Aim of the exercise:
Write out exactly the lines that run from the one containing "#[error(transparent)]" to the end of the entries below, with both end lines included.

(Beginning of Data for the task)

// Copyright (C) 2025 Agostinho Junior
// SPDX-License-Identifier: GPL-3.0-or-later

pub use client::BreezeClient;
mod client;

pub mod common;

pub use config::BreezeConfig;
mod config;
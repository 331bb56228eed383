// SPDX-License-Identifier: GPL-3.0-or-later

/// Errors returned by [crate::BreezeService].
#[derive(Debug, thiserror::Error)]
pub enum ServiceError {
    /// A data call was made before a session was established.
    #[error("Breeze service not initialized")]
    NotInitialized,

    /// Error raised by the underlying client, passed through untouched.
    #[error(transparent)]
    Upstream(#[from] anyhow::Error),
}

pub type Result<T> = std::result::Result<T, ServiceError>;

(End of Data for the task)

Answer to the problem:
    #[error(transparent)]
    Upstream(#[from] anyhow::Error),
}

pub type Result<T> = std::result::Result<T, ServiceError>;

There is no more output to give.